▶ [Recorded information]:
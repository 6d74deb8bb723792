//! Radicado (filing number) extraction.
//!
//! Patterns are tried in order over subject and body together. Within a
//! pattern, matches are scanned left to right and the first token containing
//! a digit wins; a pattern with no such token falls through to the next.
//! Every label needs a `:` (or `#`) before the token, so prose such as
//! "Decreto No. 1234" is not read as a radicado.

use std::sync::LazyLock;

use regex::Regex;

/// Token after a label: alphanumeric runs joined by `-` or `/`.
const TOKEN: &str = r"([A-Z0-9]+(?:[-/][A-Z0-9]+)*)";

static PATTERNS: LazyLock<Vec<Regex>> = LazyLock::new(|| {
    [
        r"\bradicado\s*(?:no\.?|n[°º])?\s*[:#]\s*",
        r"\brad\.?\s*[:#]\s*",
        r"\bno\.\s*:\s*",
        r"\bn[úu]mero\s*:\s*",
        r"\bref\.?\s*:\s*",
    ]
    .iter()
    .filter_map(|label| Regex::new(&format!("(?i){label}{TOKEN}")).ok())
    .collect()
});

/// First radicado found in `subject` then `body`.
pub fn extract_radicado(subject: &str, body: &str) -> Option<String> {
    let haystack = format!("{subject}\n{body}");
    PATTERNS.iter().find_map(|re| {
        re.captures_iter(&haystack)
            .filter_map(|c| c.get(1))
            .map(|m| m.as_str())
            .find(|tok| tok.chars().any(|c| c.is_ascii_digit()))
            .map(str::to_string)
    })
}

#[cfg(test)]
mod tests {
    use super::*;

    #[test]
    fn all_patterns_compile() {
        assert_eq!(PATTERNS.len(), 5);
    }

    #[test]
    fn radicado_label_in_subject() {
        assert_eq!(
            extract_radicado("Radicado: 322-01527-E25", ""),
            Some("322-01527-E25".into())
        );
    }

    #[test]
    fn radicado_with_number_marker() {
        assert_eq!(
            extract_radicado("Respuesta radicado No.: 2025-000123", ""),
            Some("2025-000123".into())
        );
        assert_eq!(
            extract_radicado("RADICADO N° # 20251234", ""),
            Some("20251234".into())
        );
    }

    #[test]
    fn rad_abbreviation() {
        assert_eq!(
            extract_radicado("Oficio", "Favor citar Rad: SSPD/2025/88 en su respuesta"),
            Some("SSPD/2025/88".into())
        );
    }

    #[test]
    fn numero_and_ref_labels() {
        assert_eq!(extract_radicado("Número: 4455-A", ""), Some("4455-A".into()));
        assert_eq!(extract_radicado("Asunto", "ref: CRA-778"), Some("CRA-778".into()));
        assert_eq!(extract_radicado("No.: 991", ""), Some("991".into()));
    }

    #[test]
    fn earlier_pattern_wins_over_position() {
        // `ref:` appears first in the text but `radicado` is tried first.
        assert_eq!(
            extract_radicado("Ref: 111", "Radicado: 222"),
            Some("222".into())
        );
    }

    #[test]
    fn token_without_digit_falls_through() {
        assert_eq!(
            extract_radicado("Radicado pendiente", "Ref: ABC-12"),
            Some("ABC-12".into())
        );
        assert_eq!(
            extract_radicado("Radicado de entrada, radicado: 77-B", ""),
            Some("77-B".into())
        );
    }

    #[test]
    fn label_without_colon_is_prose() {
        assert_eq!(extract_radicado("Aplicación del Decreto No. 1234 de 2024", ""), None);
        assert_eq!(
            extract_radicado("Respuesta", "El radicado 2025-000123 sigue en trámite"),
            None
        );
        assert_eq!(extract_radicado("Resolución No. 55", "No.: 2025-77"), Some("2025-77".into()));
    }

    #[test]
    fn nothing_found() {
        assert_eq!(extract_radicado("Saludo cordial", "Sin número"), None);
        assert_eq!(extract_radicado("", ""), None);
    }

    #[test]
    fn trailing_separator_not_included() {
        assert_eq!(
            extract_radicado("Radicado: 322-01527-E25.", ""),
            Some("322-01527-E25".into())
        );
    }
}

...

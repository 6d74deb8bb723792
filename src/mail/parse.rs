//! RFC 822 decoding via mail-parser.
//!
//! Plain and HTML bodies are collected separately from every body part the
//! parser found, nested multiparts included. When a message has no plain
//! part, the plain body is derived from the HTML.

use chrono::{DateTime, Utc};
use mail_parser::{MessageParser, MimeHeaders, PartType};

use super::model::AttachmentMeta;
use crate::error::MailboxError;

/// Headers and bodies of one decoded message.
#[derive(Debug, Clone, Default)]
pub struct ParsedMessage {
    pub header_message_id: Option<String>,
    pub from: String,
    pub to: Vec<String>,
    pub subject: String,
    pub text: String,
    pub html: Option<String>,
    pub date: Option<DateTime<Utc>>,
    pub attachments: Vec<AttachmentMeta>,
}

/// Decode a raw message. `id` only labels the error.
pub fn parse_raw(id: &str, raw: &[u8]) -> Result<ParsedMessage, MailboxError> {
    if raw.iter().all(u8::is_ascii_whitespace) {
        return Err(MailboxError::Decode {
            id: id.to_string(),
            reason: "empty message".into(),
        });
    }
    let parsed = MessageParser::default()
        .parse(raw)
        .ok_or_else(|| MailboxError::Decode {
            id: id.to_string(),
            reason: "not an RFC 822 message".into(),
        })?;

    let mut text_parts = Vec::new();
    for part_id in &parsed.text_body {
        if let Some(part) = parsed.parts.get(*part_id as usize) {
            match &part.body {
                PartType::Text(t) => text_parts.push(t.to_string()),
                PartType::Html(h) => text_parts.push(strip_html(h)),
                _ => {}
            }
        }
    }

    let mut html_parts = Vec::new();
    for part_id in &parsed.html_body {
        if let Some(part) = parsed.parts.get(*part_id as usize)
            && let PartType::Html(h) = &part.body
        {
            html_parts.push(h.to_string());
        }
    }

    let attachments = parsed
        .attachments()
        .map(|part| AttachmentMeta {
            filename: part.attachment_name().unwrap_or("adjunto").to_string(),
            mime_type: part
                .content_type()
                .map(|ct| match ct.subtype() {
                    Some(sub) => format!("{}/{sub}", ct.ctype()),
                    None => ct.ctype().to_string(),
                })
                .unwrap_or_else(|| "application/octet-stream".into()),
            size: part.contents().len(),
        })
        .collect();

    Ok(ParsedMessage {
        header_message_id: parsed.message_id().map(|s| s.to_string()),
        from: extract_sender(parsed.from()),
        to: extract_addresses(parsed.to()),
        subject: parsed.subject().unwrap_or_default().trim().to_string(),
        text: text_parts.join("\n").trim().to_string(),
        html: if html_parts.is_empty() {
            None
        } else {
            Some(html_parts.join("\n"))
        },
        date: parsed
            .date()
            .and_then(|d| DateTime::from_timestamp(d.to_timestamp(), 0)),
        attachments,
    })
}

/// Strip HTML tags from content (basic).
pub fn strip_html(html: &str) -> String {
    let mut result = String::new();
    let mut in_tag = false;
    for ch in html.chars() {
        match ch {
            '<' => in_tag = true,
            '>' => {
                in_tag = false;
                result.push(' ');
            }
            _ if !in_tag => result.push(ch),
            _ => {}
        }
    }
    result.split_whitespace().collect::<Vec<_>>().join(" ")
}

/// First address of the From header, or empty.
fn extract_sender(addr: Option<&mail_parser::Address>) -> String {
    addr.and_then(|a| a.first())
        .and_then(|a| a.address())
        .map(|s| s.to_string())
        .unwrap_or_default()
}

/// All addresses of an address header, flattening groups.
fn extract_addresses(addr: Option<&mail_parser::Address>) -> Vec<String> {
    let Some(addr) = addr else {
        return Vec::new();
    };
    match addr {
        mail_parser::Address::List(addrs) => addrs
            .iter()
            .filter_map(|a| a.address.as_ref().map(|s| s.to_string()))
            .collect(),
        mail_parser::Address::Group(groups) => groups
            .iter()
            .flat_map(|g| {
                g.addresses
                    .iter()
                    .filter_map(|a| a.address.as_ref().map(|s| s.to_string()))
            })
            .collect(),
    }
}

▶ [The task]: Return all lines from the data above with "SSPD" in them.

▶ [Task output]:
            extract_radicado("Oficio", "Favor citar Rad: SSPD/2025/88 en su respuesta"),
            Some("SSPD/2025/88".into())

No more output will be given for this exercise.